* **Required action**: Could you transcribe every record below exactly as it stands?

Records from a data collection
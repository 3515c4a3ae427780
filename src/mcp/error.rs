//! MCP-specific error types

use crate::mcp::protocol::{
    JsonRpcError, INTERNAL_ERROR, INVALID_PARAMS, INVALID_REQUEST, METHOD_NOT_FOUND, NOT_CONFIGURED,
    PARSE_ERROR, UPSTREAM_ERROR,
};
use thiserror::Error;

#[derive(Debug, Error)]
pub enum McpError {
    #[error("Parse error: {0}")]
    ParseError(String),

    #[error("Invalid request: {0}")]
    InvalidRequest(String),

    #[error("Method not found: {0}")]
    MethodNotFound(String),

    #[error("Invalid params: {0}")]
    InvalidParams(String),

    #[error("Internal error: {0}")]
    InternalError(String),

    #[error("Tool error (code {0}): {1}")]
    ToolError(i32, String),

    #[error("IO error: {0}")]
    Io(#[from] std::io::Error),

    #[error("JSON error: {0}")]
    Json(#[from] serde_json::Error),
}

impl McpError {
    /// JSON-RPC error code for this error
    pub fn code(&self) -> i32 {
        match self {
            McpError::ParseError(_) => PARSE_ERROR,
            McpError::InvalidRequest(_) => INVALID_REQUEST,
            McpError::MethodNotFound(_) => METHOD_NOT_FOUND,
            McpError::InvalidParams(_) => INVALID_PARAMS,
            McpError::InternalError(_) | McpError::Io(_) | McpError::Json(_) => INTERNAL_ERROR,
            McpError::ToolError(code, _) => *code,
        }
    }

    /// Message shown to the client, without the variant prefix
    pub fn message(&self) -> String {
        match self {
            McpError::ParseError(msg)
            | McpError::InvalidRequest(msg)
            | McpError::MethodNotFound(msg)
            | McpError::InvalidParams(msg)
            | McpError::InternalError(msg)
            | McpError::ToolError(_, msg) => msg.clone(),
            McpError::Io(e) => format!("I/O error: {e}"),
            McpError::Json(e) => format!("JSON error: {e}"),
        }
    }

    pub fn to_rpc_error(&self) -> JsonRpcError {
        JsonRpcError::new(self.code(), self.message())
    }
}

impl From<crate::core::error::WebsiftError> for McpError {
    fn from(err: crate::core::error::WebsiftError) -> Self {
        use crate::core::error::WebsiftError;
        match err {
            WebsiftError::InvalidArgument(s) => McpError::InvalidParams(s),
            WebsiftError::NotConfigured(s) => {
                McpError::ToolError(NOT_CONFIGURED, format!("Not configured: {s}"))
            }
            WebsiftError::Upstream { status, message } => McpError::ToolError(
                UPSTREAM_ERROR,
                format!("Upstream service returned HTTP {status}: {message}"),
            ),
            WebsiftError::Unsupported(s) => McpError::ToolError(UPSTREAM_ERROR, s),
            WebsiftError::TooLarge { size, limit } => McpError::ToolError(
                UPSTREAM_ERROR,
                format!("Response too large: {size} bytes exceeds limit of {limit} bytes"),
            ),
            WebsiftError::Http(e) => {
                let reason = if e.is_timeout() {
                    "request timed out".to_string()
                } else if e.is_connect() {
                    "connection failed".to_string()
                } else {
                    e.to_string()
                };
                McpError::ToolError(UPSTREAM_ERROR, format!("HTTP request failed: {reason}"))
            }
            WebsiftError::ConfigError(s) => {
                McpError::InvalidParams(format!("Configuration error: {s}"))
            }
            WebsiftError::IoError(e) => McpError::InternalError(format!("I/O error: {e}")),
            WebsiftError::SerdeError(e) => {
                McpError::InternalError(format!("Serialization error: {e}"))
            }
            WebsiftError::TomlError(e) => {
                McpError::InternalError(format!("Configuration parse error: {e}"))
            }
        }
    }
}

* **Result of this exercise**:
repository 3515c4a3ae427780
filename src/mcp/error.rs
//! MCP-specific error types

use crate::mcp::protocol::{
    JsonRpcError, INTERNAL_ERROR, INVALID_PARAMS, INVALID_REQUEST, METHOD_NOT_FOUND, NOT_CONFIGURED,
    PARSE_ERROR, UPSTREAM_ERROR,
};
use thiserror::Error;

#[derive(Debug, Error)]
pub enum McpError {
    #[error("Parse error: {0}")]
    ParseError(String),

    #[error("Invalid request: {0}")]
    InvalidRequest(String),

    #[error("Method not found: {0}")]
    MethodNotFound(String),

    #[error("Invalid params: {0}")]
    InvalidParams(String),

    #[error("Internal error: {0}")]
    InternalError(String),

    #[error("Tool error (code {0}): {1}")]
    ToolError(i32, String),

    #[error("IO error: {0}")]
    Io(#[from] std::io::Error),

    #[error("JSON error: {0}")]
    Json(#[from] serde_json::Error),
}

impl McpError {
    /// JSON-RPC error code for this error
    pub fn code(&self) -> i32 {
        match self {
            McpError::ParseError(_) => PARSE_ERROR,
            McpError::InvalidRequest(_) => INVALID_REQUEST,
            McpError::MethodNotFound(_) => METHOD_NOT_FOUND,
            McpError::InvalidParams(_) => INVALID_PARAMS,
            McpError::InternalError(_) | McpError::Io(_) | McpError::Json(_) => INTERNAL_ERROR,
            McpError::ToolError(code, _) => *code,
        }
    }

    /// Message shown to the client, without the variant prefix
    pub fn message(&self) -> String {
        match self {
            McpError::ParseError(msg)
            | McpError::InvalidRequest(msg)
            | McpError::MethodNotFound(msg)
            | McpError::InvalidParams(msg)
            | McpError::InternalError(msg)
            | McpError::ToolError(_, msg) => msg.clone(),
            McpError::Io(e) => format!("I/O error: {e}"),
            McpError::Json(e) => format!("JSON error: {e}"),
        }
    }

    pub fn to_rpc_error(&self) -> JsonRpcError {
        JsonRpcError::new(self.code(), self.message())
    }
}

impl From<crate::core::error::WebsiftError> for McpError {
    fn from(err: crate::core::error::WebsiftError) -> Self {
        use crate::core::error::WebsiftError;
        match err {
            WebsiftError::InvalidArgument(s) => McpError::InvalidParams(s),
            WebsiftError::NotConfigured(s) => {
                McpError::ToolError(NOT_CONFIGURED, format!("Not configured: {s}"))
            }
            WebsiftError::Upstream { status, message } => McpError::ToolError(
                UPSTREAM_ERROR,
                format!("Upstream service returned HTTP {status}: {message}"),
            ),
            WebsiftError::Unsupported(s) => McpError::ToolError(UPSTREAM_ERROR, s),
            WebsiftError::TooLarge { size, limit } => McpError::ToolError(
                UPSTREAM_ERROR,
                format!("Response too large: {size} bytes exceeds limit of {limit} bytes"),
            ),
            WebsiftError::Http(e) => {
                let reason = if e.is_timeout() {
                    "request timed out".to_string()
                } else if e.is_connect() {
                    "connection failed".to_string()
                } else {
                    e.to_string()
                };
                McpError::ToolError(UPSTREAM_ERROR, format!("HTTP request failed: {reason}"))
            }
            WebsiftError::ConfigError(s) => {
                McpError::InvalidParams(format!("Configuration error: {s}"))
            }
            WebsiftError::IoError(e) => McpError::InternalError(format!("I/O error: {e}")),
            WebsiftError::SerdeError(e) => {
                McpError::InternalError(format!("Serialization error: {e}"))
            }
            WebsiftError::TomlError(e) => {
                McpError::InternalError(format!("Configuration parse error: {e}"))
            }
        }
    }
}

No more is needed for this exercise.